§ REQUIRED WORK: Search the records for lines with the word "bounds" and copy each match.

╭─ MATERIALS PROVIDED

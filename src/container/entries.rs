//! Internal Cache Entries and Value Records
//!
//! An [`InternalCacheEntry`] is what the data container stores: key, value
//! and the four expiry fields. An [`InternalCacheValue`] is the same record
//! without the key, in one of four concrete kinds chosen by which bounds are
//! set. Only the fields a kind needs go on the wire; the rest read back as
//! [`UNBOUNDED`].
//!
//! | Kind             | lifespan | max idle |
//! |------------------|----------|----------|
//! | Immortal         | < 0      | < 0      |
//! | Mortal           | ≥ 0      | < 0      |
//! | Transient        | < 0      | ≥ 0      |
//! | Transient-mortal | ≥ 0      | ≥ 0      |

use crate::error::{Error, Result};
use crate::marshall::Object;

/// Marker for an unknown timestamp or an unbounded duration
pub const UNBOUNDED: i64 = -1;

/// Milliseconds since the Unix epoch
pub fn now_millis() -> i64 {
    chrono::Utc::now().timestamp_millis()
}

// =============================================================================
// Value Records
// =============================================================================

/// Value that never expires
#[derive(Debug, Clone, PartialEq, Eq, Hash)]
pub struct ImmortalCacheValue {
    pub value: Object,
}

/// Value with a lifespan measured from creation
#[derive(Debug, Clone, PartialEq, Eq, Hash)]
pub struct MortalCacheValue {
    pub value: Object,
    pub created: i64,
    pub lifespan: i64,
}

/// Value that expires after a period without access
#[derive(Debug, Clone, PartialEq, Eq, Hash)]
pub struct TransientCacheValue {
    pub value: Object,
    pub last_used: i64,
    pub max_idle: i64,
}

/// Value bounded by both lifespan and idle time
#[derive(Debug, Clone, PartialEq, Eq, Hash)]
pub struct TransientMortalCacheValue {
    pub value: Object,
    pub created: i64,
    pub lifespan: i64,
    pub last_used: i64,
    pub max_idle: i64,
}

/// Value record as exchanged between nodes
#[derive(Debug, Clone, PartialEq, Eq, Hash)]
pub enum InternalCacheValue {
    Immortal(ImmortalCacheValue),
    Mortal(MortalCacheValue),
    Transient(TransientCacheValue),
    TransientMortal(TransientMortalCacheValue),
}

impl InternalCacheValue {
    /// Pick the narrowest kind able to carry the given bounds
    pub fn create(value: Object, created: i64, lifespan: i64, last_used: i64, max_idle: i64) -> Self {
        match (lifespan >= 0, max_idle >= 0) {
            (false, false) => Self::Immortal(ImmortalCacheValue { value }),
            (true, false) => Self::Mortal(MortalCacheValue {
                value,
                created,
                lifespan,
            }),
            (false, true) => Self::Transient(TransientCacheValue {
                value,
                last_used,
                max_idle,
            }),
            (true, true) => Self::TransientMortal(TransientMortalCacheValue {
                value,
                created,
                lifespan,
                last_used,
                max_idle,
            }),
        }
    }

    pub fn value(&self) -> &Object {
        match self {
            Self::Immortal(v) => &v.value,
            Self::Mortal(v) => &v.value,
            Self::Transient(v) => &v.value,
            Self::TransientMortal(v) => &v.value,
        }
    }

    pub fn created(&self) -> i64 {
        match self {
            Self::Mortal(v) => v.created,
            Self::TransientMortal(v) => v.created,
            _ => UNBOUNDED,
        }
    }

    pub fn lifespan(&self) -> i64 {
        match self {
            Self::Mortal(v) => v.lifespan,
            Self::TransientMortal(v) => v.lifespan,
            _ => UNBOUNDED,
        }
    }

    pub fn last_used(&self) -> i64 {
        match self {
            Self::Transient(v) => v.last_used,
            Self::TransientMortal(v) => v.last_used,
            _ => UNBOUNDED,
        }
    }

    pub fn max_idle(&self) -> i64 {
        match self {
            Self::Transient(v) => v.max_idle,
            Self::TransientMortal(v) => v.max_idle,
            _ => UNBOUNDED,
        }
    }

    /// Attach a key
    pub fn to_internal_cache_entry(&self, key: Object) -> InternalCacheEntry {
        InternalCacheEntry {
            key,
            value: self.value().clone(),
            created: self.created(),
            lifespan: self.lifespan(),
            last_used: self.last_used(),
            max_idle: self.max_idle(),
        }
    }

    /// The concrete record as an object, so it encodes under its own tag
    pub fn to_object(&self) -> Object {
        match self {
            Self::Immortal(v) => Object::new(v.clone()),
            Self::Mortal(v) => Object::new(v.clone()),
            Self::Transient(v) => Object::new(v.clone()),
            Self::TransientMortal(v) => Object::new(v.clone()),
        }
    }

    /// Recover a record from a decoded object
    pub fn from_object(object: &Object) -> Result<Self> {
        if let Some(v) = object.downcast_ref::<ImmortalCacheValue>() {
            return Ok(Self::Immortal(v.clone()));
        }
        if let Some(v) = object.downcast_ref::<MortalCacheValue>() {
            return Ok(Self::Mortal(v.clone()));
        }
        if let Some(v) = object.downcast_ref::<TransientCacheValue>() {
            return Ok(Self::Transient(v.clone()));
        }
        if let Some(v) = object.downcast_ref::<TransientMortalCacheValue>() {
            return Ok(Self::TransientMortal(v.clone()));
        }
        Err(Error::UnexpectedResponse(format!(
            "expected a value record, got {}",
            object.type_name()
        )))
    }
}

// =============================================================================
// Internal Cache Entry
// =============================================================================

/// Entry held by the data container
#[derive(Debug, Clone)]
pub struct InternalCacheEntry {
    key: Object,
    value: Object,
    created: i64,
    lifespan: i64,
    last_used: i64,
    max_idle: i64,
}

impl InternalCacheEntry {
    /// Create an entry stamped with `now`
    pub fn new(key: Object, value: Object, lifespan: i64, max_idle: i64, now: i64) -> Self {
        Self {
            key,
            value,
            created: now,
            lifespan: lifespan.max(UNBOUNDED),
            last_used: now,
            max_idle: max_idle.max(UNBOUNDED),
        }
    }

    /// Create an entry that never expires
    pub fn immortal(key: Object, value: Object) -> Self {
        Self {
            key,
            value,
            created: UNBOUNDED,
            lifespan: UNBOUNDED,
            last_used: UNBOUNDED,
            max_idle: UNBOUNDED,
        }
    }

    #[inline]
    pub fn key(&self) -> &Object {
        &self.key
    }

    #[inline]
    pub fn value(&self) -> &Object {
        &self.value
    }

    #[inline]
    pub fn created(&self) -> i64 {
        self.created
    }

    #[inline]
    pub fn lifespan(&self) -> i64 {
        self.lifespan
    }

    #[inline]
    pub fn last_used(&self) -> i64 {
        self.last_used
    }

    #[inline]
    pub fn max_idle(&self) -> i64 {
        self.max_idle
    }

    /// Whether the entry has a lifespan
    pub fn is_mortal(&self) -> bool {
        self.lifespan >= 0
    }

    /// Whether the entry has an idle bound
    pub fn is_transient(&self) -> bool {
        self.max_idle >= 0
    }

    /// Earliest instant at which the entry is considered expired
    pub fn expiry_time(&self) -> Option<i64> {
        let by_lifespan = (self.lifespan >= 0 && self.created >= 0).then(|| self.created + self.lifespan);
        let by_idle = (self.max_idle >= 0 && self.last_used >= 0).then(|| self.last_used + self.max_idle);
        match (by_lifespan, by_idle) {
            (Some(a), Some(b)) => Some(a.min(b)),
            (a, b) => a.or(b),
        }
    }

    /// Whether the entry is expired at `now`
    pub fn is_expired(&self, now: i64) -> bool {
        self.expiry_time().is_some_and(|at| now > at)
    }

    /// Record an access
    pub fn touch(&mut self, now: i64) {
        if self.is_transient() {
            self.last_used = now;
        }
    }

    /// Strip the key for transfer to another node
    pub fn to_internal_cache_value(&self) -> InternalCacheValue {
        InternalCacheValue::create(
            self.value.clone(),
            self.created,
            self.lifespan,
            self.last_used,
            self.max_idle,
        )
    }
}

// =============================================================================
// Tests
// =============================================================================
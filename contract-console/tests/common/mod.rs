//! Shared helpers for console integration tests.

#![allow(dead_code)]

use axum::{
    body::Body,
    http::{header, Request, Response},
    Router,
};
use contract_console::config::SessionSettings;
use contract_console::services::ApiClient;
use contract_console::startup::build_router;
use contract_console::AppState;
use serde_json::{json, Value};
use std::sync::Arc;
use tower::util::ServiceExt;
use wiremock::MockServer;

/// Console router talking to a mock analysis service.
pub fn console(server: &MockServer) -> Router {
    let api = Arc::new(ApiClient::with_client(reqwest::Client::new(), server.uri()));
    build_router(AppState::new(api, SessionSettings::default()))
}

pub fn user(id: i64, role: &str, company_id: Option<i64>, vendor_id: Option<i64>) -> Value {
    json!({
        "id": id,
        "email": format!("user{id}@corp.com"),
        "full_name": format!("User {id}"),
        "role": role,
        "company_id": company_id,
        "vendor_id": vendor_id,
    })
}

pub fn login_body(token: &str, user: Value) -> Value {
    json!({ "access_token": token, "token_type": "bearer", "user": user })
}

pub async fn send(app: &Router, request: Request<Body>) -> Response<Body> {
    app.clone().oneshot(request).await.unwrap()
}

pub fn get(uri: &str, cookie: Option<&str>) -> Request<Body> {
    let mut builder = Request::builder().uri(uri);
    if let Some(cookie) = cookie {
        builder = builder.header(header::COOKIE, cookie);
    }
    builder.body(Body::empty()).unwrap()
}

pub fn post_form(uri: &str, body: &str, cookie: Option<&str>) -> Request<Body> {
    let mut builder = Request::builder()
        .method("POST")
        .uri(uri)
        .header(header::CONTENT_TYPE, "application/x-www-form-urlencoded");
    if let Some(cookie) = cookie {
        builder = builder.header(header::COOKIE, cookie);
    }
    builder.body(Body::from(body.to_string())).unwrap()
}

/// `name=value` of the session cookie set by a response.
pub fn session_cookie(response: &Response<Body>) -> Option<String> {
    response
        .headers()
        .get_all(header::SET_COOKIE)
        .iter()
        .filter_map(|v| v.to_str().ok())
        .find(|v| v.starts_with("console_session="))
        .and_then(|v| v.split(';').next())
        .map(str::to_string)
}

pub fn location(response: &Response<Body>) -> Option<&str> {
    response
        .headers()
        .get(header::LOCATION)
        .and_then(|v| v.to_str().ok())
}

pub async fn body_text(response: Response<Body>) -> String {
    let bytes = axum::body::to_bytes(response.into_body(), usize::MAX)
        .await
        .unwrap();
    String::from_utf8(bytes.to_vec()).unwrap()
}

pub async fn body_json(response: Response<Body>) -> Value {
    serde_json::from_str(&body_text(response).await).unwrap()
}
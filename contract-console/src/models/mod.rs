pub mod auth;
pub mod identity;

pub use auth::{LoginResponse, NewMemberAccount, NewVendorAccount, RegisterResponse};
pub use identity::{Credential, Identity, IdentityError, IdentityRecord, Role};
use serde::Deserialize;

#[derive(Deserialize, Clone)]
pub struct Settings {
    pub server: ServerSettings,
    pub analysis_service: AnalysisServiceSettings,
    #[serde(default)]
    pub session: SessionSettings,
    #[serde(default)]
    pub telemetry: TelemetrySettings,
}

#[derive(Deserialize, Clone)]
pub struct ServerSettings {
    pub host: String,
    pub port: u16,
}

#[derive(Deserialize, Clone)]
pub struct AnalysisServiceSettings {
    /// Base URL of the contract analysis API (e.g., http://analysis:8000).
    pub url: String,
}

#[derive(Deserialize, Clone)]
pub struct SessionSettings {
    /// Mark the session cookie `Secure`. Must be on behind HTTPS.
    #[serde(default)]
    pub secure_cookie: bool,
    #[serde(default = "default_cookie_name")]
    pub cookie_name: String,
    /// Sessions idle for longer than this are dropped by the session layer.
    #[serde(default = "default_inactivity_hours")]
    pub inactivity_hours: i64,
}

impl Default for SessionSettings {
    fn default() -> Self {
        Self {
            secure_cookie: false,
            cookie_name: default_cookie_name(),
            inactivity_hours: default_inactivity_hours(),
        }
    }
}

fn default_cookie_name() -> String {
    "console_session".to_string()
}

fn default_inactivity_hours() -> i64 {
    24
}

#[derive(Deserialize, Clone)]
pub struct TelemetrySettings {
    #[serde(default = "default_log_level")]
    pub log_level: String,
    /// OTLP collector; spans are only exported when set.
    #[serde(default)]
    pub otlp_endpoint: Option<String>,
}

impl Default for TelemetrySettings {
    fn default() -> Self {
        Self {
            log_level: default_log_level(),
            otlp_endpoint: None,
        }
    }
}

fn default_log_level() -> String {
    "info".to_string()
}

pub fn get_configuration() -> Result<Settings, config::ConfigError> {
    let base_path =
        std::env::current_dir().map_err(|e| config::ConfigError::Message(e.to_string()))?;

    // Run either from the workspace root or from the crate directory
    let configuration_directory = if base_path.ends_with("contract-console") {
        base_path.join("config")
    } else {
        base_path.join("contract-console").join("config")
    };

    let settings = config::Config::builder()
        .add_source(config::File::from(configuration_directory.join("base.yaml")).required(true))
        .add_source(
            config::Environment::with_prefix("APP")
                .prefix_separator("_")
                .separator("__"),
        )
        .build()?;

    settings.try_deserialize::<Settings>()
}
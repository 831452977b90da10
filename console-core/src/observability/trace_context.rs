//! W3C trace context propagation for calls leaving the console.
//!
//! Outbound requests to the analysis service carry `traceparent` /
//! `tracestate` so a console request and the remote work it triggers share
//! one trace. See: https://www.w3.org/TR/trace-context/

use opentelemetry::trace::TraceContextExt;
use reqwest::Method;
use reqwest::header::HeaderMap;
use tracing::Span;
use tracing_opentelemetry::OpenTelemetrySpanExt;

const TRACEPARENT_HEADER: &str = "traceparent";

const TRACESTATE_HEADER: &str = "tracestate";

/// Correlation id shared with the console's request-id middleware.
pub const REQUEST_ID_HEADER: &str = "x-request-id";

/// Inject the current span's trace context into outbound headers.
///
/// Nothing is written when there is no valid active span.
fn inject_trace_context(headers: &mut HeaderMap) {
    let span = Span::current();
    let context = span.context();
    let otel_span = context.span();
    let span_context = otel_span.span_context();

    if span_context.is_valid() {
        // version-trace_id-span_id-trace_flags
        let traceparent = format!(
            "00-{}-{}-{:02x}",
            span_context.trace_id(),
            span_context.span_id(),
            span_context.trace_flags().to_u8()
        );

        if let Ok(value) = traceparent.parse() {
            headers.insert(TRACEPARENT_HEADER, value);
        }

        let tracestate = span_context.trace_state().header();
        if !tracestate.is_empty()
            && let Ok(value) = tracestate.parse()
        {
            headers.insert(TRACESTATE_HEADER, value);
        }
    }
}

/// A `reqwest::RequestBuilder` that injects trace headers when sent.
pub struct TracedRequest {
    request: reqwest::RequestBuilder,
}

impl TracedRequest {
    pub fn new(request: reqwest::RequestBuilder) -> Self {
        Self { request }
    }

    /// JSON body; sets `Content-Type: application/json`.
    pub fn json<T: serde::Serialize + ?Sized>(self, json: &T) -> Self {
        Self {
            request: self.request.json(json),
        }
    }

    /// URL-encoded form body.
    pub fn form<T: serde::Serialize + ?Sized>(self, form: &T) -> Self {
        Self {
            request: self.request.form(form),
        }
    }

    /// Multipart body. The content type, including its boundary, is left to
    /// reqwest.
    pub fn multipart(self, form: reqwest::multipart::Form) -> Self {
        Self {
            request: self.request.multipart(form),
        }
    }

    pub fn bearer_auth<T: std::fmt::Display>(self, token: T) -> Self {
        Self {
            request: self.request.bearer_auth(token),
        }
    }

    pub async fn send(self) -> Result<reqwest::Response, reqwest::Error> {
        let mut headers = HeaderMap::new();
        inject_trace_context(&mut headers);

        self.request.headers(headers).send().await
    }
}

/// Extension trait for `reqwest::Client` to create traced requests.
pub trait TracedClientExt {
    fn traced_request(&self, method: Method, url: &str) -> TracedRequest;
}

impl TracedClientExt for reqwest::Client {
    fn traced_request(&self, method: Method, url: &str) -> TracedRequest {
        TracedRequest::new(self.request(method, url))
    }
}
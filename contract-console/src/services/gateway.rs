//! The one path by which console code reaches the analysis service.
//!
//! Every authenticated call goes through [`ApiClient::request`], which
//! attaches the session's bearer credential and ends the session when the
//! service rejects it.

use crate::config::AnalysisServiceSettings;
use crate::models::Credential;
use crate::session::{SessionContext, StorageBackend};
use axum::http::{header, HeaderValue, Method, StatusCode};
use axum::response::{IntoResponse, Response};
use axum::Json;
use console_core::observability::TracedClientExt;
use reqwest::Client;
use serde::de::DeserializeOwned;
use serde::Serialize;
use serde_json::Value;
use thiserror::Error;

const UNKNOWN_ERROR: &str = "Unknown error";

#[derive(Debug, Error)]
pub enum ApiError {
    /// The service answered 401. The session has already been ended.
    #[error("credential rejected by the analysis service")]
    Unauthorized,

    #[error("{message}")]
    Request { status: StatusCode, message: String },

    /// The issuing session was logged out (or replaced) while the request
    /// was in flight; the response was discarded.
    #[error("session ended before the response arrived")]
    SessionEnded,

    #[error("request to analysis service failed: {0}")]
    Transport(#[from] reqwest::Error),

    #[error("unexpected response body: {0}")]
    Decode(#[from] serde_json::Error),
}

pub enum RequestBody {
    Empty,
    Json(Value),
    /// URL-encoded form fields.
    Form(Vec<(String, String)>),
    /// Content type and boundary are set by reqwest.
    Multipart(reqwest::multipart::Form),
}

pub struct ApiClient {
    client: Client,
    base_url: String,
}

impl ApiClient {
    pub fn new(settings: AnalysisServiceSettings) -> Self {
        Self::with_client(Client::new(), settings.url)
    }

    pub fn with_client(client: Client, base_url: impl Into<String>) -> Self {
        Self {
            client,
            base_url: base_url.into().trim_end_matches('/').to_string(),
        }
    }

    pub fn base_url(&self) -> &str {
        &self.base_url
    }

    fn url(&self, path: &str) -> String {
        format!("{}/{}", self.base_url, path.trim_start_matches('/'))
    }

    /// Issue a call on behalf of `session`.
    ///
    /// The bearer header is attached when the session is authenticated. A
    /// 401 ends the session and yields [`ApiError::Unauthorized`]; any other
    /// non-2xx yields [`ApiError::Request`] with the service's message. A
    /// 2xx body is decoded as `T` (an empty body decodes as JSON `null`).
    /// Responses that arrive after the session's credential was replaced or
    /// removed yield [`ApiError::SessionEnded`] and leave the session alone.
    pub async fn request<T, B>(
        &self,
        session: &SessionContext<B>,
        method: Method,
        path: &str,
        body: RequestBody,
    ) -> Result<T, ApiError>
    where
        T: DeserializeOwned,
        B: StorageBackend,
    {
        let credential = session.credential();
        let response = self
            .dispatch(method.clone(), path, body, credential.as_ref())
            .await?;

        // A response for a credential that is no longer current must not
        // touch the session, not even on 401.
        if let Some(credential) = &credential {
            if !session.is_current(credential).await {
                tracing::debug!(%method, path, "Discarding response for an ended session");
                return Err(ApiError::SessionEnded);
            }
        }

        if response.status() == StatusCode::UNAUTHORIZED {
            tracing::warn!(%method, path, "Credential rejected by analysis service, ending session");
            metrics::counter!("console_credential_rejections_total").increment(1);
            session.logout().await;
            return Err(ApiError::Unauthorized);
        }

        read_json(response).await
    }

    pub async fn get<T, B>(&self, session: &SessionContext<B>, path: &str) -> Result<T, ApiError>
    where
        T: DeserializeOwned,
        B: StorageBackend,
    {
        self.request(session, Method::GET, path, RequestBody::Empty)
            .await
    }

    pub async fn post_json<T, B, P>(
        &self,
        session: &SessionContext<B>,
        path: &str,
        payload: &P,
    ) -> Result<T, ApiError>
    where
        T: DeserializeOwned,
        B: StorageBackend,
        P: Serialize + ?Sized,
    {
        let body = RequestBody::Json(serde_json::to_value(payload)?);
        self.request(session, Method::POST, path, body).await
    }

    pub async fn patch_json<T, B, P>(
        &self,
        session: &SessionContext<B>,
        path: &str,
        payload: &P,
    ) -> Result<T, ApiError>
    where
        T: DeserializeOwned,
        B: StorageBackend,
        P: Serialize + ?Sized,
    {
        let body = RequestBody::Json(serde_json::to_value(payload)?);
        self.request(session, Method::PATCH, path, body).await
    }

    pub async fn delete<T, B>(&self, session: &SessionContext<B>, path: &str) -> Result<T, ApiError>
    where
        T: DeserializeOwned,
        B: StorageBackend,
    {
        self.request(session, Method::DELETE, path, RequestBody::Empty)
            .await
    }

    pub async fn upload<T, B>(
        &self,
        session: &SessionContext<B>,
        path: &str,
        form: reqwest::multipart::Form,
    ) -> Result<T, ApiError>
    where
        T: DeserializeOwned,
        B: StorageBackend,
    {
        self.request(session, Method::POST, path, RequestBody::Multipart(form))
            .await
    }

    /// Send a request without any session handling. Used directly only by
    /// the authentication exchanges, which run before a credential exists.
    pub(crate) async fn dispatch(
        &self,
        method: Method,
        path: &str,
        body: RequestBody,
        credential: Option<&Credential>,
    ) -> Result<reqwest::Response, ApiError> {
        let url = self.url(path);
        let mut request = self.client.traced_request(method.clone(), &url);

        if let Some(credential) = credential {
            request = request.bearer_auth(credential.expose());
        }

        request = match body {
            RequestBody::Empty => request,
            RequestBody::Json(value) => request.json(&value),
            RequestBody::Form(fields) => request.form(&fields),
            RequestBody::Multipart(form) => request.multipart(form),
        };

        request.send().await.map_err(|e| {
            tracing::error!(%method, url = %url, error = %e, "Failed to reach analysis service");
            ApiError::Transport(e)
        })
    }
}

/// Decode a 2xx body, or turn a non-2xx into [`ApiError::Request`].
pub(crate) async fn read_json<T: DeserializeOwned>(
    response: reqwest::Response,
) -> Result<T, ApiError> {
    let status = response.status();
    let bytes = response.bytes().await?;

    if !status.is_success() {
        let message = error_message(status, &bytes);
        tracing::debug!(status = status.as_u16(), message = %message, "Analysis service returned an error");
        return Err(ApiError::Request { status, message });
    }

    if bytes.is_empty() {
        return Ok(serde_json::from_slice(b"null")?);
    }
    Ok(serde_json::from_slice(&bytes)?)
}

/// Human-readable message for a failed call.
///
/// The service reports errors as `{"detail": ...}` where `detail` is a string
/// or a list of validation errors each carrying `msg`.
pub fn error_message(status: StatusCode, body: &[u8]) -> String {
    match serde_json::from_slice::<Value>(body) {
        Ok(value) => detail_message(&value).unwrap_or_else(|| {
            format!(
                "API Error: {}",
                status.canonical_reason().unwrap_or(status.as_str())
            )
        }),
        Err(_) => UNKNOWN_ERROR.to_string(),
    }
}

fn detail_message(value: &Value) -> Option<String> {
    match value.get("detail")? {
        Value::String(detail) if !detail.is_empty() => Some(detail.clone()),
        Value::Array(items) => {
            let messages: Vec<&str> = items
                .iter()
                .filter_map(|item| item.get("msg").and_then(Value::as_str))
                .collect();
            if messages.is_empty() {
                None
            } else {
                Some(messages.join("; "))
            }
        }
        _ => None,
    }
}

impl IntoResponse for ApiError {
    fn into_response(self) -> Response {
        match self {
            // Full reload: the console re-resolves from the unauthenticated
            // surface.
            ApiError::Unauthorized | ApiError::SessionEnded => {
                let mut response = StatusCode::SEE_OTHER.into_response();
                let headers = response.headers_mut();
                headers.insert(header::LOCATION, HeaderValue::from_static("/"));
                headers.insert("hx-refresh", HeaderValue::from_static("true"));
                response
            }
            ApiError::Request { status, message } => {
                (status, Json(serde_json::json!({ "detail": message }))).into_response()
            }
            ApiError::Transport(_) => (
                StatusCode::BAD_GATEWAY,
                Json(serde_json::json!({ "detail": "Analysis service unavailable" })),
            )
                .into_response(),
            ApiError::Decode(e) => {
                tracing::error!(error = %e, "Undecodable response from analysis service");
                (
                    StatusCode::BAD_GATEWAY,
                    Json(serde_json::json!({ "detail": "Unexpected response from analysis service" })),
                )
                    .into_response()
            }
        }
    }
}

╰─

§ RESULT OF THIS TASK:
//! without the key, in one of four concrete kinds chosen by which bounds are
    /// Pick the narrowest kind able to carry the given bounds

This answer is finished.